The new Illusion Audio line from Orca: Untitled Document (site is coming soon) promises two things: great performance AND LIGHT WEIGHT. In the Lucent and Carbon lines, their Neodymium motors make them feathery compared to many other products of similar caliber...to me, this is a perfect theme match to the FR-S and BR-Z.


In the end, the two FR-Ss had two distinct goals and budgets. The first one was on a slightly higher budget and will be using the higher end Illusion audio Carbon series, while the second car will be showcasing the still formidable potential of the Illusion Lucent series, both cars will be running Mosconi Gladen One amps for their size, weight, performance and price point, with the first car having about twice the amount of power as the second. Mosconi 6to8DSPs will be controlling both systems.

So, let us get started on the first car, shall we?
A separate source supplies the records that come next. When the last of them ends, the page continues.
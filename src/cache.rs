//! Time-bounded cache of successful proxy fetches, shared by every run in
//! the process and keyed by target URL only.

use crate::model::FetchResult;
use std::collections::HashMap;
use std::sync::Arc;
use std::time::{Duration, Instant};
use tokio::sync::Mutex;

pub const DEFAULT_TTL: Duration = Duration::from_secs(60 * 60);
pub const DEFAULT_CAPACITY: usize = 100;

pub trait Clock: Send + Sync {
    fn now(&self) -> Instant;
}

#[derive(Debug, Clone, Copy, Default)]
pub struct SystemClock;

impl Clock for SystemClock {
    fn now(&self) -> Instant {
        Instant::now()
    }
}

struct CacheEntry {
    result: FetchResult,
    inserted_at: Instant,
}

pub struct ResponseCache {
    entries: Mutex<HashMap<String, CacheEntry>>,
    ttl: Duration,
    capacity: usize,
    clock: Arc<dyn Clock>,
}

impl Default for ResponseCache {
    fn default() -> Self {
        Self::new(DEFAULT_TTL, DEFAULT_CAPACITY)
    }
}

impl ResponseCache {
    pub fn new(ttl: Duration, capacity: usize) -> Self {
        Self::with_clock(ttl, capacity, Arc::new(SystemClock))
    }

    pub fn with_clock(ttl: Duration, capacity: usize, clock: Arc<dyn Clock>) -> Self {
        Self {
            entries: Mutex::new(HashMap::new()),
            ttl,
            capacity,
            clock,
        }
    }

    pub async fn get(&self, url: &str) -> Option<FetchResult> {
        let mut entries = self.entries.lock().await;
        let now = self.clock.now();
        let expired = match entries.get(url) {
            Some(entry) if now.duration_since(entry.inserted_at) < self.ttl => {
                return Some(entry.result.clone());
            }
            Some(_) => true,
            None => false,
        };
        if expired {
            entries.remove(url);
        }
        None
    }

    /// Stores `result` if it was successful; failures are never cached.
    pub async fn put(&self, url: &str, result: &FetchResult) {
        if !result.success {
            return;
        }

        let mut entries = self.entries.lock().await;
        let now = self.clock.now();
        if entries.len() >= self.capacity {
            let ttl = self.ttl;
            let before = entries.len();
            entries.retain(|_, entry| now.duration_since(entry.inserted_at) < ttl);
            log::debug!(
                "Response cache swept {} expired entries",
                before - entries.len()
            );
        }

        entries.insert(
            url.to_string(),
            CacheEntry {
                result: result.clone(),
                inserted_at: now,
            },
        );
    }

    pub async fn len(&self) -> usize {
        self.entries.lock().await.len()
    }

    pub async fn is_empty(&self) -> bool {
        self.entries.lock().await.is_empty()
    }
}

#[cfg(test)]
mod tests {
    use super::*;
    use crate::model::Payload;
    use std::sync::Mutex as StdMutex;

    struct ManualClock {
        base: Instant,
        offset: StdMutex<Duration>,
    }

    impl ManualClock {
        fn new() -> Self {
            Self {
                base: Instant::now(),
                offset: StdMutex::new(Duration::ZERO),
            }
        }

        fn advance(&self, by: Duration) {
            *self.offset.lock().unwrap() += by;
        }
    }

    impl Clock for ManualClock {
        fn now(&self) -> Instant {
            self.base + *self.offset.lock().unwrap()
        }
    }

    fn ok(url: &str) -> FetchResult {
        FetchResult::success(url, 200, Payload::new("{}"))
    }

    #[tokio::test]
    async fn test_entry_expires_after_ttl() {
        let clock = Arc::new(ManualClock::new());
        let cache = ResponseCache::with_clock(Duration::from_secs(3600), 100, clock.clone());

        cache.put("https://a/", &ok("https://a/")).await;
        clock.advance(Duration::from_secs(3599));
        assert!(cache.get("https://a/").await.is_some());

        clock.advance(Duration::from_secs(1));
        assert!(cache.get("https://a/").await.is_none());
        assert!(cache.is_empty().await);
    }

    #[tokio::test]
    async fn test_failures_are_not_cached() {
        let cache = ResponseCache::default();
        cache
            .put("https://a/", &FetchResult::failure("https://a/", 500, "boom"))
            .await;
        assert!(cache.get("https://a/").await.is_none());
    }

    #[tokio::test]
    async fn test_sweeps_expired_entries_at_capacity() {
        let clock = Arc::new(ManualClock::new());
        let cache = ResponseCache::with_clock(Duration::from_secs(10), 2, clock.clone());

        cache.put("https://a/", &ok("https://a/")).await;
        cache.put("https://b/", &ok("https://b/")).await;
        clock.advance(Duration::from_secs(11));
        cache.put("https://c/", &ok("https://c/")).await;

        assert_eq!(cache.len().await, 1);
        assert!(cache.get("https://c/").await.is_some());
    }
}
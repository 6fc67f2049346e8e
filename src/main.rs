use anyhow::Context;
use clap::{Parser, Subcommand};
use futures::StreamExt;
use indicatif::{MultiProgress, ProgressBar, ProgressStyle};
use serp_ranker::aggregate::DomainAggregator;
use serp_ranker::cache::ResponseCache;
use serp_ranker::config::{AppConfig, ConfigLoader};
use serp_ranker::input::parse_input;
use serp_ranker::metrics::{MetricsCollector, MetricsSnapshot};
use serp_ranker::model::UrlEntry;
use serp_ranker::output::create_handler;
use serp_ranker::pipeline::{IngestEvent, IngestPipeline, RunSummary};
use serp_ranker::proxy::ProxyFetcher;
use serp_ranker::repository::{ResultStore, SqliteStore};
use serp_ranker::scheduler::Scheduler;
use std::path::{Path, PathBuf};
use std::sync::Arc;
use std::time::Duration;

#[derive(Parser)]
#[command(name = "serp-ranker")]
#[command(version = "0.1.0")]
#[command(about = "Fetch search result pages through proxies and rank domains by estimated traffic", long_about = None)]
struct Cli {
    #[command(subcommand)]
    command: Commands,
}

#[derive(Subcommand)]
enum Commands {
    /// Fetch and store every URL listed in an input file
    Ingest {
        /// Path to the configuration file (JSON/YAML/TOML)
        #[arg(short, long)]
        config: PathBuf,

        /// Input file: one URL per line, optionally followed by a tab and a search volume
        #[arg(short, long)]
        input: PathBuf,

        /// Owner to store results under (defaults to the config's owner_id)
        #[arg(long)]
        owner: Option<String>,

        /// Show progress bars (stderr)
        #[arg(short, long, default_value_t = false)]
        progress: bool,

        /// Write the domain report once the run finishes
        #[arg(long, default_value_t = false)]
        analyze: bool,
    },
    /// Fetch a single URL again and store the outcome
    Retry {
        #[arg(short, long)]
        config: PathBuf,

        #[arg(short, long)]
        url: String,

        #[arg(long, default_value_t = 0)]
        volume: u64,

        #[arg(long)]
        owner: Option<String>,
    },
    /// Aggregate stored results into the domain report
    Analyze {
        #[arg(short, long)]
        config: PathBuf,

        #[arg(long)]
        owner: Option<String>,
    },
    /// Validate a configuration file
    Check {
        /// Path to the configuration file
        #[arg(short, long)]
        config: PathBuf,
    },
}

#[tokio::main]
async fn main() -> anyhow::Result<()> {
    if std::env::var("RUST_LOG").is_err() {
        unsafe {
            std::env::set_var("RUST_LOG", "info");
        }
    }
    let cli = Cli::parse();
    let logger = env_logger::Builder::from_default_env().build();
    let multi = Arc::new(MultiProgress::new());

    let with_bars = matches!(cli.command, Commands::Ingest { progress: true, .. });
    if with_bars {
        indicatif_log_bridge::LogWrapper::new((*multi).clone(), logger).try_init()?;
    } else {
        let level = logger.filter();
        log::set_boxed_logger(Box::new(logger))?;
        log::set_max_level(level);
    }

    match cli.command {
        Commands::Ingest {
            config,
            input,
            owner,
            progress,
            analyze,
        } => {
            let config = load_config(&config)?;
            let owner = owner.unwrap_or_else(|| config.owner_id.clone());

            let text = std::fs::read_to_string(&input)
                .with_context(|| format!("reading {}", input.display()))?;
            let entries = match parse_input(&text) {
                Ok(entries) => entries,
                Err(errors) => {
                    eprintln!("❌ Input has {} malformed line(s):", errors.lines().len());
                    for error in errors.lines() {
                        eprintln!("   {}", error);
                    }
                    std::process::exit(1);
                }
            };
            log::info!("Loaded {} URLs from {}", entries.len(), input.display());

            let store = open_store(&config).await?;
            let pipeline = build_pipeline(&config, store.clone())?;
            let bars = progress.then(|| multi.clone());
            let summary = run_ingest(&pipeline, entries, &owner, bars).await?;

            let final_metrics = pipeline.get_metrics();
            println!("\n✅ Ingest {}:", if summary.cancelled { "Cancelled" } else { "Completed" });
            println!("   URLs: {}", summary.total);
            println!("   Reused: {} ({} volume updates)", summary.kept, summary.volume_updated);
            println!("   Fetched: {} ({} failed)", summary.fetched, summary.fetch_failed);
            println!("   Save Errors: {}", summary.persist_errors);
            println!("   Cache Hits: {}", final_metrics.cache_hits);
            println!("   Average Duration: {}ms", final_metrics.avg_response_time_ms);
            println!("   Total Time: {:.1}s", final_metrics.elapsed_seconds);

            if analyze && !summary.cancelled {
                write_report(store.as_ref(), &config, &owner, Some(multi.clone())).await?;
            }
        }
        Commands::Retry {
            config,
            url,
            volume,
            owner,
        } => {
            let config = load_config(&config)?;
            let owner = owner.unwrap_or_else(|| config.owner_id.clone());
            let store = open_store(&config).await?;
            let pipeline = build_pipeline(&config, store)?;

            let stored = pipeline.retry(&UrlEntry::new(url, volume), &owner).await?;
            if stored.success {
                println!("✅ {} fetched (HTTP {})", stored.url, stored.http_status);
            } else {
                println!(
                    "❌ {} failed: {}",
                    stored.url,
                    stored.error.as_deref().unwrap_or("unknown error")
                );
            }
        }
        Commands::Analyze { config, owner } => {
            let config = load_config(&config)?;
            let owner = owner.unwrap_or_else(|| config.owner_id.clone());
            let store = open_store(&config).await?;
            write_report(store.as_ref(), &config, &owner, None).await?;
        }
        Commands::Check { config } => match ConfigLoader::load(&config) {
            Ok(cfg) => {
                println!("✅ Config is valid:");
                println!("   Owner: {}", cfg.owner_id);
                println!("   Database: {}", cfg.database.path);
                println!(
                    "   Proxies: {}",
                    cfg.effective_proxies()
                        .iter()
                        .map(|p| p.name.as_str())
                        .collect::<Vec<_>>()
                        .join(" -> ")
                );
                println!(
                    "   Batches: {} URLs, scheduler {}..{} tasks",
                    cfg.pipeline.batch_size,
                    cfg.scheduler.min_batch_size,
                    cfg.scheduler.max_batch_size
                );
            }
            Err(e) => {
                eprintln!("❌ Config error: {}", e);
                std::process::exit(1);
            }
        },
    }

    Ok(())
}

fn load_config(path: &Path) -> anyhow::Result<AppConfig> {
    log::info!("Loading config from {:?}", path);
    ConfigLoader::load(path).with_context(|| format!("loading {}", path.display()))
}

async fn open_store(config: &AppConfig) -> anyhow::Result<Arc<SqliteStore>> {
    let store = SqliteStore::connect(Path::new(&config.database.path))
        .await?
        .with_chunk_size(config.pipeline.lookup_chunk_size);
    Ok(Arc::new(store))
}

fn build_pipeline(config: &AppConfig, store: Arc<SqliteStore>) -> anyhow::Result<IngestPipeline> {
    let metrics = Arc::new(MetricsCollector::new());
    let cache = Arc::new(ResponseCache::new(
        Duration::from_secs(config.cache.ttl_secs),
        config.cache.capacity,
    ));
    let scheduler = Scheduler::new(config.scheduler.clone());
    let fetcher = ProxyFetcher::new(
        config.effective_proxies(),
        &config.fetch,
        cache,
        scheduler,
        metrics.clone(),
    )?;

    Ok(
        IngestPipeline::new(store, Arc::new(fetcher), Some(metrics))
            .with_batch_size(config.pipeline.batch_size),
    )
}

async fn run_ingest(
    pipeline: &IngestPipeline,
    entries: Vec<UrlEntry>,
    owner: &str,
    multi: Option<Arc<MultiProgress>>,
) -> anyhow::Result<RunSummary> {
    let mut progress_bar: Option<ProgressBar> = None;
    let mut progress_task = None;
    if let Some(multi) = &multi {
        let pb = multi.add(ProgressBar::new(0));
        pb.set_style(
            ProgressStyle::default_bar()
                .template("{spinner:.green} [{elapsed_precise}] [{bar:40.cyan/blue}] {pos}/{len} ({eta}) {msg}")?
                .progress_chars("#>-"),
        );

        let mut metrics_rx = pipeline.watch_metrics();
        let pb_clone = pb.clone();
        progress_bar = Some(pb);
        progress_task = Some(tokio::spawn(async move {
            while metrics_rx.changed().await.is_ok() {
                let snapshot: MetricsSnapshot = metrics_rx.borrow().clone();
                pb_clone.set_length(snapshot.urls_queued);
                pb_clone.set_position(snapshot.urls_processed + snapshot.urls_reused);
                pb_clone.set_message(format!(
                    "Stored: {} | Success: {:.1}% | RPS: {:.2}",
                    snapshot.results_stored, snapshot.success_rate, snapshot.requests_per_second
                ));
            }
        }));
    }

    log::info!("Starting ingest for {}...", owner);
    let mut events = pipeline.run(entries, owner).await;
    let mut summary = RunSummary::default();
    let mut cancelling = false;
    loop {
        tokio::select! {
            event = events.next() => match event {
                Some(IngestEvent::State(state)) => log::debug!("Run state: {:?}", state),
                Some(IngestEvent::PersistFailed { url, error }) => {
                    log::warn!("Result for {} was not saved: {}", url, error)
                }
                Some(IngestEvent::Finished(done)) => summary = done,
                Some(_) => {}
                None => break,
            },
            _ = tokio::signal::ctrl_c(), if !cancelling => {
                log::warn!("Interrupted, cancelling run...");
                pipeline.reset(owner).await;
                cancelling = true;
            }
        }
    }

    if let Some(task) = progress_task {
        task.abort();
    }
    if let Some(pb) = progress_bar {
        let final_metrics = pipeline.get_metrics();
        pb.set_style(
            ProgressStyle::default_bar()
                .template("✅ [{elapsed_precise}] [{bar:40.green/blue}] {pos}/{len} {msg}")?
                .progress_chars("#>-"),
        );
        pb.finish_with_message(format!(
            "Stored: {} | Success: {:.1}% | RPS: {:.2} - {}",
            final_metrics.results_stored,
            final_metrics.success_rate,
            final_metrics.requests_per_second,
            if summary.cancelled { "Cancelled" } else { "Completed" }
        ));
    }

    Ok(summary)
}

async fn write_report(
    store: &dyn ResultStore,
    config: &AppConfig,
    owner: &str,
    multi: Option<Arc<MultiProgress>>,
) -> anyhow::Result<()> {
    let results = store.list_current(owner).await?;
    log::info!("Aggregating {} stored results for {}", results.len(), owner);

    let task = DomainAggregator::new().spawn(results);
    let mut progress = task.progress.clone();
    let reporter = tokio::spawn(async move {
        while progress.changed().await.is_ok() {
            log::debug!("Aggregation {}% done", *progress.borrow());
        }
    });
    let stats = task.join().await?;
    reporter.abort();

    let mut output = create_handler(config.output.as_ref(), multi)?;
    for domain in &stats {
        output.write(domain).await?;
    }
    output.close().await?;

    log::info!("Report written for {} domains", stats.len());
    Ok(())
}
This Whiteout colored model is already on its way to becoming a SEMA demo vehicle...when I received it, it was already perched on a set of AirRex air springs... So let us take a look at the car itself in 3 distinct ride heights 

Normal Driving:



















Fully Up for going over bumps and up steep driveways:



















Dropped all the way to the bottom:



















a side comparison of all three ride heights:










Obviously, with the air ride system came a big challenge for me, and that is to somehow incorporate the air suspension components into an already tiny trunk along with a full stereo system. Luckily, the AirRex system is quite compact and all self-contained with in a box, with only four air fittings and a set of power cables coming out of it...but as you can see in this picture, it is still taking up about half of the trunk:










The completely wireless controller did make it easy to integrate and control things from the front without having to wire in a switch panel. 











Goals of the system:

1. To build a system with a decent level of sound quality

2. To build the audio system around the Airrex box and still leave a small amount of usable storage space.

3. To be able to show case the Airrex components as it is the main reason behind the car's SEMA trip

so, let’s get started:

The signal starts with a Pioneer AVH-P8400BH headunit, which for now, is installed with side brackets. as the customer is not yet sure he will be keeping this unit long term, I did not permanently modify any part of the car for the mounting of USB and other components, they simply come out of the bottom of the dash.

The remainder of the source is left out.